What you should do: Working through the lines below, return each one that holds "SystemClock".

>>>>>

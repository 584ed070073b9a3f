//! OAuth2 Access Token entity - opaque bearer tokens.

use sea_orm::entity::prelude::*;
use serde::{Deserialize, Serialize};
use time::OffsetDateTime;

#[derive(Clone, Debug, PartialEq, DeriveEntityModel, Serialize, Deserialize)]
#[sea_orm(table_name = "oauth2_access_token")]
pub struct Model {
    #[sea_orm(primary_key, auto_increment = false)]
    pub id: String,
    #[sea_orm(unique)]
    pub token: String,
    pub user_id: String,
    pub issued_at: OffsetDateTime,
    /// Always 0 while the refresh_token grant is unsupported
    pub refresh_count: i32,
}

#[derive(Copy, Clone, Debug, EnumIter, DeriveRelation)]
pub enum Relation {}

impl ActiveModelBehavior for ActiveModel {}
//! Token endpoint state machine.
//!
//! A token request moves through three stages: the client is authenticated,
//! the grant is resolved to a user id, and an access token is issued for that
//! user. Any stage may stop the request with an [`OAuth2Error`]; nothing is
//! written before the grant resolves, and a storage fault never yields a token.

use crate::oauth2::credentials::{verify_secret, verify_unknown_account};
use crate::oauth2::error::{ClientError, GrantError, OAuth2Error, ValidationError};
use crate::oauth2::registry::{ClientCredential, ClientRegistry, UserRegistry};
use crate::oauth2::store::{AccessTokens, AuthorizationCodes};
use serde::{Deserialize, Serialize};
use std::sync::Arc;
use utoipa::ToSchema;

/// Form body of `POST /auth/token`.
///
/// Every field is optional at the parsing level so a missing field is reported
/// as an OAuth2 `invalid_request` rather than a framework rejection.
#[derive(Debug, Default, Clone, Deserialize, ToSchema)]
pub struct TokenRequest {
    /// `authorization_code`, `password`, `refresh_token` or `client_credentials`
    pub grant_type: Option<String>,
    pub client_id: Option<String>,
    pub client_secret: Option<String>,
    /// Required for `authorization_code`
    pub code: Option<String>,
    /// Resource owner email, required for `password`
    pub username: Option<String>,
    /// Required for `password`
    pub password: Option<String>,
}

impl TokenRequest {
    /// Apply client credentials sent with HTTP Basic authentication.
    ///
    /// A client must use one authentication method per request, so a body
    /// secret or a differing body `client_id` alongside the header is rejected.
    pub fn with_basic_credentials(
        mut self,
        client_id: String,
        client_secret: String,
    ) -> Result<Self, ValidationError> {
        let body_secret = required(self.client_secret.as_deref()).is_some();
        let body_id_differs =
            required(self.client_id.as_deref()).is_some_and(|id| id != client_id);
        if body_secret || body_id_differs {
            return Err(ValidationError::ConflictingClientCredentials);
        }

        self.client_id = Some(client_id);
        self.client_secret = Some(client_secret);
        Ok(self)
    }
}

#[derive(Debug, Serialize, Deserialize, ToSchema)]
pub struct TokenResponse {
    pub access_token: String,
    /// Always `bearer`
    pub token_type: String,
    pub expires_in: i64,
}

/// The grant types this server recognises.
#[derive(Debug, Clone, Copy, PartialEq, Eq)]
pub enum GrantType {
    AuthorizationCode,
    Password,
    RefreshToken,
    ClientCredentials,
}

impl GrantType {
    pub fn parse(value: &str) -> Option<Self> {
        match value {
            "authorization_code" => Some(GrantType::AuthorizationCode),
            "password" => Some(GrantType::Password),
            "refresh_token" => Some(GrantType::RefreshToken),
            "client_credentials" => Some(GrantType::ClientCredentials),
            _ => None,
        }
    }
}

#[derive(Clone)]
pub struct GrantProcessor {
    clients: Arc<dyn ClientRegistry>,
    users: Arc<dyn UserRegistry>,
    codes: AuthorizationCodes,
    tokens: AccessTokens,
}

impl GrantProcessor {
    pub fn new(
        clients: Arc<dyn ClientRegistry>,
        users: Arc<dyn UserRegistry>,
        codes: AuthorizationCodes,
        tokens: AccessTokens,
    ) -> Self {
        Self {
            clients,
            users,
            codes,
            tokens,
        }
    }

    /// Run a token request to completion.
    #[tracing::instrument(skip_all, fields(grant_type = request.grant_type.as_deref(), client_id = request.client_id.as_deref()))]
    pub async fn process(&self, request: TokenRequest) -> Result<TokenResponse, OAuth2Error> {
        let grant_type =
            required(request.grant_type.as_deref()).ok_or(ValidationError::MissingField("grant_type"))?;
        let client_id =
            required(request.client_id.as_deref()).ok_or(ValidationError::MissingField("client_id"))?;

        self.authenticate_client(client_id, request.client_secret.as_deref())
            .await?;

        let user_id = match GrantType::parse(grant_type) {
            Some(GrantType::AuthorizationCode) => {
                self.authorization_code_grant(request.code.as_deref()).await?
            }
            Some(GrantType::Password) => {
                self.password_grant(request.username.as_deref(), request.password.as_deref())
                    .await?
            }
            Some(GrantType::RefreshToken) | Some(GrantType::ClientCredentials) | None => {
                return Err(GrantError::UnsupportedGrantType {
                    grant_type: grant_type.to_string(),
                }
                .into());
            }
        };

        let access_token = self.tokens.issue(&user_id).await?;
        tracing::info!(client_id, user_id = %user_id, "Access token granted");

        Ok(TokenResponse {
            access_token,
            token_type: "bearer".to_string(),
            expires_in: self.tokens.expires_in(),
        })
    }

    async fn authenticate_client(
        &self,
        client_id: &str,
        client_secret: Option<&str>,
    ) -> Result<ClientCredential, OAuth2Error> {
        let client = self
            .clients
            .find_client(client_id)
            .await?
            .ok_or_else(|| ClientError::UnknownClient {
                client_id: client_id.to_string(),
            })?;

        let authenticated = required(client_secret)
            .is_some_and(|secret| verify_secret(secret, &client.hashed_secret, &client.salt));
        if !authenticated {
            tracing::warn!(client_id, "Client authentication failed");
            return Err(ClientError::InvalidSecret {
                client_id: client_id.to_string(),
            }
            .into());
        }

        Ok(client)
    }

    async fn authorization_code_grant(&self, code: Option<&str>) -> Result<String, OAuth2Error> {
        let code = required(code).ok_or(ValidationError::MissingField("code"))?;
        match self.codes.redeem(code).await? {
            Some(user_id) => Ok(user_id),
            None => Err(GrantError::InvalidCode {
                code: code.to_string(),
            }
            .into()),
        }
    }

    async fn password_grant(
        &self,
        username: Option<&str>,
        password: Option<&str>,
    ) -> Result<String, OAuth2Error> {
        let username = required(username).ok_or(ValidationError::MissingField("username"))?;
        let password = required(password).ok_or(ValidationError::MissingField("password"))?;

        match self.users.find_user_by_email(username).await? {
            Some(user) if verify_secret(password, &user.hashed_password, &user.salt) => {
                Ok(user.user_id)
            }
            Some(_) => Err(GrantError::InvalidUserCredentials.into()),
            None => {
                verify_unknown_account(password);
                Err(GrantError::InvalidUserCredentials.into())
            }
        }
    }
}

/// Treat absent and blank values alike.
fn required(value: Option<&str>) -> Option<&str> {
    value.filter(|v| !v.trim().is_empty())
}
//! SeaORM entities for the OAuth2 tables.

pub mod oauth2_access_token;
pub mod oauth2_authorization_code;
pub mod oauth2_client;
pub mod oauth2_user;
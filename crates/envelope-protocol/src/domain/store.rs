//! # Envelope Store
//!
//! Keyed collection of envelope records with a monotonic id counter.
//!
//! The store is a plain single-threaded structure; the owning service
//! provides the single mutual-exclusion boundary that makes status
//! transitions and fund movement atomic as observed by readers.

use super::entities::{Envelope, EnvelopeParams};
use super::errors::{EnvelopeError, EnvelopeId};
use super::value_objects::EnvelopeStatus;
use std::collections::HashMap;

/// Identifier assigned to the first envelope. Ids are dense and never
/// reused.
pub const FIRST_ENVELOPE_ID: EnvelopeId = 0;

/// Durable keyed map from id to envelope.
///
/// Records are never deleted; finalized envelopes remain for audit.
#[derive(Debug, Default)]
pub struct EnvelopeStore {
    envelopes: HashMap<EnvelopeId, Envelope>,
    next_id: EnvelopeId,
}

impl EnvelopeStore {
    /// Create an empty store.
    pub fn new() -> Self {
        Self {
            envelopes: HashMap::new(),
            next_id: FIRST_ENVELOPE_ID,
        }
    }

    /// Allocate the next id and store a new `Locked` envelope.
    ///
    /// Fails with `CapacityExceeded` only if the id counter would
    /// overflow its 64-bit domain; nothing is stored in that case.
    pub fn insert(&mut self, params: EnvelopeParams) -> Result<EnvelopeId, EnvelopeError> {
        let id = self.next_id;
        let next = id.checked_add(1).ok_or(EnvelopeError::CapacityExceeded)?;

        self.envelopes.insert(id, Envelope::new(id, params));
        self.next_id = next;
        Ok(id)
    }

    /// Get an envelope by id.
    pub fn get(&self, id: EnvelopeId) -> Option<&Envelope> {
        self.envelopes.get(&id)
    }

    /// Transition an envelope's status.
    ///
    /// The caller must have validated that the transition is legal;
    /// this only fails with `NotFound` for an absent id (or
    /// `InvalidTransition` if the caller's validation was skipped).
    pub fn update_status(
        &mut self,
        id: EnvelopeId,
        new_status: EnvelopeStatus,
    ) -> Result<(), EnvelopeError> {
        let envelope = self
            .envelopes
            .get_mut(&id)
            .ok_or(EnvelopeError::NotFound(id))?;
        envelope.transition_to(new_status)
    }

    /// Next id to be assigned; doubles as the count of envelopes ever
    /// created.
    pub fn next_id(&self) -> EnvelopeId {
        self.next_id
    }

    /// Number of stored envelopes.
    pub fn len(&self) -> usize {
        self.envelopes.len()
    }

    /// Check if the store is empty.
    pub fn is_empty(&self) -> bool {
        self.envelopes.is_empty()
    }
}

#[cfg(test)]
mod tests {
    use super::*;

    fn test_params() -> EnvelopeParams {
        EnvelopeParams {
            owner: [1u8; 20],
            beneficiary: [2u8; 20],
            amount: 100,
            secret_hash: [3u8; 32],
            unlock_time: 1000,
            expiry_time: 2000,
        }
    }

    #[test]
    fn test_insert_assigns_dense_ids_from_zero() {
        let mut store = EnvelopeStore::new();
        assert_eq!(store.insert(test_params()).unwrap(), FIRST_ENVELOPE_ID);
        assert_eq!(store.insert(test_params()).unwrap(), 1);
        assert_eq!(store.insert(test_params()).unwrap(), 2);
        assert_eq!(store.next_id(), 3);
        assert_eq!(store.len(), 3);
    }

    #[test]
    fn test_get_returns_stored_fields() {
        let mut store = EnvelopeStore::new();
        let id = store.insert(test_params()).unwrap();

        let envelope = store.get(id).unwrap();
        assert_eq!(envelope.amount, 100);
        assert_eq!(envelope.status, EnvelopeStatus::Locked);
    }

    #[test]
    fn test_get_missing_returns_none() {
        let store = EnvelopeStore::new();
        assert!(store.get(42).is_none());
    }

    #[test]
    fn test_update_status() {
        let mut store = EnvelopeStore::new();
        let id = store.insert(test_params()).unwrap();

        store.update_status(id, EnvelopeStatus::Claimed).unwrap();
        assert_eq!(store.get(id).unwrap().status, EnvelopeStatus::Claimed);
    }

    #[test]
    fn test_update_status_missing_fails() {
        let mut store = EnvelopeStore::new();
        let result = store.update_status(42, EnvelopeStatus::Claimed);
        assert!(matches!(result, Err(EnvelopeError::NotFound(42))));
    }

    #[test]
    fn test_insert_at_counter_limit_fails_without_storing() {
        let mut store = EnvelopeStore::new();
        store.next_id = u64::MAX;

        let result = store.insert(test_params());
        assert!(matches!(result, Err(EnvelopeError::CapacityExceeded)));
        assert!(store.is_empty());
        assert_eq!(store.next_id(), u64::MAX);
    }
}
//! Dev Signer Adapter
//!
//! Deterministic in-process stand-in for the key custodian. Real
//! deployments hand requests to an external signing agent; this one
//! exists so tests and demos can exercise the full submit path.

use crate::errors::ClientError;
use crate::ports::RequestSigner;
use crate::requests::{OperationRequest, SignedRequest};
use async_trait::async_trait;
use envelope_protocol::Address;
use sha2::{Digest, Sha256};
use tracing::debug;

/// Authorization bytes over (signer, request).
///
/// Not a real signature scheme: a digest binding the signer identity to
/// the serialized request, verifiable by the in-process gateway.
pub(crate) fn authorization_bytes(signer: &Address, request: &OperationRequest) -> Vec<u8> {
    let mut hasher = Sha256::new();
    hasher.update(signer);
    // Serialization is infallible for these derive-only types.
    if let Ok(payload) = serde_json::to_vec(request) {
        hasher.update(&payload);
    }
    hasher.finalize().to_vec()
}

/// In-process signer bound to a fixed identity.
pub struct DevSigner {
    address: Address,
}

impl DevSigner {
    /// Create a signer for the given identity.
    pub fn new(address: Address) -> Self {
        Self { address }
    }
}

#[async_trait]
impl RequestSigner for DevSigner {
    fn address(&self) -> Address {
        self.address
    }

    async fn sign(&self, request: OperationRequest) -> Result<SignedRequest, ClientError> {
        debug!(
            "[client] Signing request as {}",
            hex::encode(&self.address[..4])
        );
        let signature = authorization_bytes(&self.address, &request);
        Ok(SignedRequest {
            request,
            signer: self.address,
            signature,
        })
    }
}
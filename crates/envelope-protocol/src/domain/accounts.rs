//! # Account Ledger
//!
//! Spendable balances plus the custody pool holding locked amounts.
//!
//! ## Type Decisions
//!
//! - `u128` balances: sufficient for 340 undecillion base units, covers
//!   all practical token supplies without big-integer arithmetic.
//!
//! ## Conservation
//!
//! Every operation preserves `sum(balances) + custody + fees`. Locking
//! moves value from a balance into custody; claim/reclaim move it back
//! out; fees accumulate in their own pool.

use super::errors::{Address, EnvelopeError};
use std::collections::HashMap;

/// Balance ledger with an explicit custody pool.
#[derive(Debug, Default)]
pub struct AccountLedger {
    balances: HashMap<Address, u128>,
    custody_total: u128,
    fees_collected: u128,
}

impl AccountLedger {
    /// Create an empty ledger.
    pub fn new() -> Self {
        Self::default()
    }

    /// Spendable balance of an account (0 for unknown accounts).
    pub fn balance_of(&self, address: &Address) -> u128 {
        self.balances.get(address).copied().unwrap_or(0)
    }

    /// Credit an account's spendable balance.
    pub fn credit(&mut self, address: Address, amount: u128) {
        *self.balances.entry(address).or_insert(0) += amount;
    }

    /// Move `amount` from an account's spendable balance into custody.
    pub fn debit_to_custody(
        &mut self,
        address: &Address,
        amount: u128,
    ) -> Result<(), EnvelopeError> {
        let balance = self.balances.entry(*address).or_insert(0);
        if *balance < amount {
            return Err(EnvelopeError::InsufficientFunds {
                required: amount,
                available: *balance,
            });
        }
        *balance -= amount;
        self.custody_total += amount;
        Ok(())
    }

    /// Release `amount` from custody to an account's spendable balance.
    pub fn release_custody(
        &mut self,
        address: Address,
        amount: u128,
    ) -> Result<(), EnvelopeError> {
        self.custody_total = self.custody_total.checked_sub(amount).ok_or(
            EnvelopeError::InsufficientFunds {
                required: amount,
                available: self.custody_total,
            },
        )?;
        self.credit(address, amount);
        Ok(())
    }

    /// Move a fee from an account's spendable balance into the fee pool.
    pub fn collect_fee(&mut self, address: &Address, fee: u128) -> Result<(), EnvelopeError> {
        if fee == 0 {
            return Ok(());
        }
        let balance = self.balances.entry(*address).or_insert(0);
        if *balance < fee {
            return Err(EnvelopeError::InsufficientFunds {
                required: fee,
                available: *balance,
            });
        }
        *balance -= fee;
        self.fees_collected += fee;
        Ok(())
    }

    /// Total value currently held in custody.
    pub fn custody_total(&self) -> u128 {
        self.custody_total
    }

    /// Total fees collected since genesis.
    pub fn fees_collected(&self) -> u128 {
        self.fees_collected
    }

    /// Total value tracked by the ledger: balances + custody + fees.
    pub fn total_value(&self) -> u128 {
        self.balances.values().sum::<u128>() + self.custody_total + self.fees_collected
    }
}

#[cfg(test)]
mod tests {
    use super::*;

    const ALICE: Address = [1u8; 20];
    const BOB: Address = [2u8; 20];

    #[test]
    fn test_unknown_account_has_zero_balance() {
        let ledger = AccountLedger::new();
        assert_eq!(ledger.balance_of(&ALICE), 0);
    }

    #[test]
    fn test_credit_and_balance() {
        let mut ledger = AccountLedger::new();
        ledger.credit(ALICE, 500);
        ledger.credit(ALICE, 250);
        assert_eq!(ledger.balance_of(&ALICE), 750);
    }

    #[test]
    fn test_debit_to_custody() {
        let mut ledger = AccountLedger::new();
        ledger.credit(ALICE, 1000);

        ledger.debit_to_custody(&ALICE, 400).unwrap();
        assert_eq!(ledger.balance_of(&ALICE), 600);
        assert_eq!(ledger.custody_total(), 400);
    }

    #[test]
    fn test_debit_insufficient_fails_untouched() {
        let mut ledger = AccountLedger::new();
        ledger.credit(ALICE, 100);

        let result = ledger.debit_to_custody(&ALICE, 400);
        assert!(matches!(
            result,
            Err(EnvelopeError::InsufficientFunds {
                required: 400,
                available: 100
            })
        ));
        assert_eq!(ledger.balance_of(&ALICE), 100);
        assert_eq!(ledger.custody_total(), 0);
    }

    #[test]
    fn test_release_custody() {
        let mut ledger = AccountLedger::new();
        ledger.credit(ALICE, 1000);
        ledger.debit_to_custody(&ALICE, 400).unwrap();

        ledger.release_custody(BOB, 400).unwrap();
        assert_eq!(ledger.balance_of(&BOB), 400);
        assert_eq!(ledger.custody_total(), 0);
    }

    #[test]
    fn test_release_more_than_custody_fails() {
        let mut ledger = AccountLedger::new();
        assert!(ledger.release_custody(BOB, 1).is_err());
    }

    #[test]
    fn test_collect_fee() {
        let mut ledger = AccountLedger::new();
        ledger.credit(ALICE, 1000);

        ledger.collect_fee(&ALICE, 10).unwrap();
        assert_eq!(ledger.balance_of(&ALICE), 990);
        assert_eq!(ledger.fees_collected(), 10);
    }

    #[test]
    fn test_zero_fee_is_noop() {
        let mut ledger = AccountLedger::new();
        ledger.collect_fee(&ALICE, 0).unwrap();
        assert_eq!(ledger.fees_collected(), 0);
    }

    #[test]
    fn test_conservation_across_operations() {
        let mut ledger = AccountLedger::new();
        ledger.credit(ALICE, 1000);
        ledger.credit(BOB, 200);
        let total = ledger.total_value();

        ledger.debit_to_custody(&ALICE, 300).unwrap();
        assert_eq!(ledger.total_value(), total);

        ledger.collect_fee(&ALICE, 5).unwrap();
        assert_eq!(ledger.total_value(), total);

        ledger.release_custody(BOB, 300).unwrap();
        assert_eq!(ledger.total_value(), total);
    }
}
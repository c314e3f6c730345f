//! Clock Adapters
//!
//! Implements the `Clock` port for production and tests.

use crate::ports::Clock;
use parking_lot::RwLock;
use std::time::{SystemTime, UNIX_EPOCH};

/// Wall-clock time source.
#[derive(Clone, Copy, Debug, Default)]
pub struct SystemClock;

impl SystemClock {
    /// Create a new system clock.
    pub fn new() -> Self {
        Self
    }
}

impl Clock for SystemClock {
    fn now(&self) -> u64 {
        SystemTime::now()
            .duration_since(UNIX_EPOCH)
            .unwrap_or_default()
            .as_secs()
    }
}

/// Manually advanced time source for tests.
pub struct ManualClock {
    current_time: RwLock<u64>,
}

impl ManualClock {
    /// Create a clock starting at the given Unix time.
    pub fn new(start: u64) -> Self {
        Self {
            current_time: RwLock::new(start),
        }
    }

    /// Set current time.
    pub fn set_time(&self, time: u64) {
        *self.current_time.write() = time;
    }

    /// Advance time by `secs`.
    pub fn advance_time(&self, secs: u64) {
        *self.current_time.write() += secs;
    }
}

impl Clock for ManualClock {
    fn now(&self) -> u64 {
        *self.current_time.read()
    }
}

<<<<<

Solution to the problem:
pub struct SystemClock;
impl SystemClock {
impl Clock for SystemClock {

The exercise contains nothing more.